“Comigo não, violão”

27/03/2016

Por Elaine Gonçalves Weiss de Souza -  27/03/2016

Mesmo suspirando sobre a égide de uma suada Constituição Federal, os casos de corrupção pública são tantos, que vão sendo esquecidos, pois nem bem um foi investigado, outro já é descoberto, num ciclo vicioso, macabro, contínuo e aparentemente infinito. Esperar-se-ia que a cada novo escândalo, os mecanismos de repressão fossem aperfeiçoados para o bom funcionamento do estado democrático e constitucional de direito. Afinal, são com os erros que se pode transformar e melhorar a sociedade.  Mas por que isso não ocorre no pindorama de Streck?

Desde sempre, no mundo todo, onde há dinheiro e poder, haverá fatalmente corrupção. O que muda de uma geração para outra, e de um país para outro, é a resposta dada pelo Estado às reprováveis condutas dos indivíduos que incidem em atos contra a res pública. E por que a resposta dada no Brasil é tão ruim, que incentiva a corrupção e a reincidência de atos contra o Erário?

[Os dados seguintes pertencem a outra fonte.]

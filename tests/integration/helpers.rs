//! Shared test helpers for tree integration tests

use std::fs;
use std::sync::{Arc, Mutex};

use serde_json::Value;
use tempfile::TempDir;

use watchtree::config::{load_tree_file, TreeBuilder};
use watchtree::models::constants::ROOT_IDENTIFIER;
use watchtree::{Criteria, Event, EventKind, Manager, Properties};

/// Datacenter layout used across the integration tests:
///
/// ```text
/// _root
/// ├── dc1
/// │   ├── dc1-db
/// │   └── dc1-web
/// │       └── dc1-nginx   (any: dc1-db, dc2-db)
/// └── dc2
///     └── dc2-db
/// ```
pub const DATACENTER_TREE: &str = r#"
[[node]]
identifier = "dc1"
type = "datacenter"

[[node]]
identifier = "dc2"
type = "datacenter"

[[node]]
identifier = "dc1-db"
parent = "dc1"
type = "service"
tags = ["db"]

[[node]]
identifier = "dc2-db"
parent = "dc2"
type = "service"
tags = ["db"]

[[node]]
identifier = "dc1-web"
parent = "dc1"
type = "host"

[[node]]
identifier = "dc1-nginx"
parent = "dc1-web"
type = "service"
dependencies = { behavior = "any", identifiers = ["db"], prefixes = ["dc1", "dc2"] }
"#;

/// Write `content` to `name` inside a fresh temp dir.
pub fn write_tree(content: &str, name: &str) -> (TempDir, std::path::PathBuf) {
    let dir = TempDir::new().expect("Failed to create temp directory");
    let path = dir.path().join(name);
    fs::write(&path, content).expect("Failed to write tree file");
    (dir, path)
}

/// Load and build a tree from TOML text.
pub fn build_manager(content: &str) -> Manager {
    let (_dir, path) = write_tree(content, "tree.toml");
    let config = load_tree_file(&path).expect("Tree file should load");
    TreeBuilder::from_config(&config)
        .and_then(TreeBuilder::build)
        .expect("Tree should build")
}

pub type Recorded = Arc<Mutex<Vec<Event>>>;

/// Subscribe on `identifier` and collect every delivered event.
pub fn record(manager: &mut Manager, identifier: &str, event_type: Option<EventKind>) -> Recorded {
    let recorded: Recorded = Arc::new(Mutex::new(Vec::new()));
    let sink = Arc::clone(&recorded);
    manager
        .create_subscription(
            identifier,
            event_type,
            Criteria::new(),
            Criteria::new(),
            Arc::new(move |event: &Event| sink.lock().unwrap().push(event.clone())),
        )
        .expect("Subscription should be created");
    recorded
}

pub fn record_root(manager: &mut Manager) -> Recorded {
    record(manager, ROOT_IDENTIFIER, None)
}

pub fn props(value: Value) -> Properties {
    match value {
        Value::Object(map) => map,
        _ => panic!("properties must be a JSON object"),
    }
}

pub fn seen(recorded: &Recorded) -> Vec<(EventKind, String)> {
    recorded
        .lock()
        .unwrap()
        .iter()
        .map(|e| (e.kind, e.source().unwrap_or_default().to_string()))
        .collect()
}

Diuturnamente, se recebem informações de que os alunos brasileiros ficam em péssimas colocações nas avaliações internacionais sobre materiais básicas, como língua materna, matemática e ciências. Por exemplo, o PISA (em tradução, Programa Internacional de Avaliação de Alunos), utilizado pela Organização para a Cooperação e Desenvolvimento Econômico (OCDE),  como critério de ranquiamento, trouxe o Brasil, entre 76 países avaliados, na 60ª posição, no ano de  2015. Perde coletivamente feio.  E se há estatisticamente esta triste realidade, a reboque, é muito provável que siga também um déficit nas bases disciplinares éticas das pessoas. Os subsídios cognitivos para a compreensão dos princípios fundamentais de formação do pensamento sobre a vida são tão fracos, quanto são os domínios dos conteúdos das disciplinas padrões de temas gerais.

Não se investe em formação ontológica.  O interesse pelo estudo da abstração humana é completamente desestimulado já nas séries iniciais, e se mantém nos bancos universitários: “estudar é chato, e sobre deontologia, filosofia, psicologia, e qualquer “ia” ainda mais”.

Há uma geração de adultos com poder decisório vagando por aí que o máximo de emoção com que teve que lidar foram aquelas sobrevindas dos clipes (excelentes) do Roupa Nova, que passavam domingo à noite no Fantástico: “Dona...desses traiçoeiros (...)”. E vive-se agora numa época onde as pessoas não foram preparadas para enfrentar certas emoções fortes e indagações de valores constantes na vida diária em coletividade.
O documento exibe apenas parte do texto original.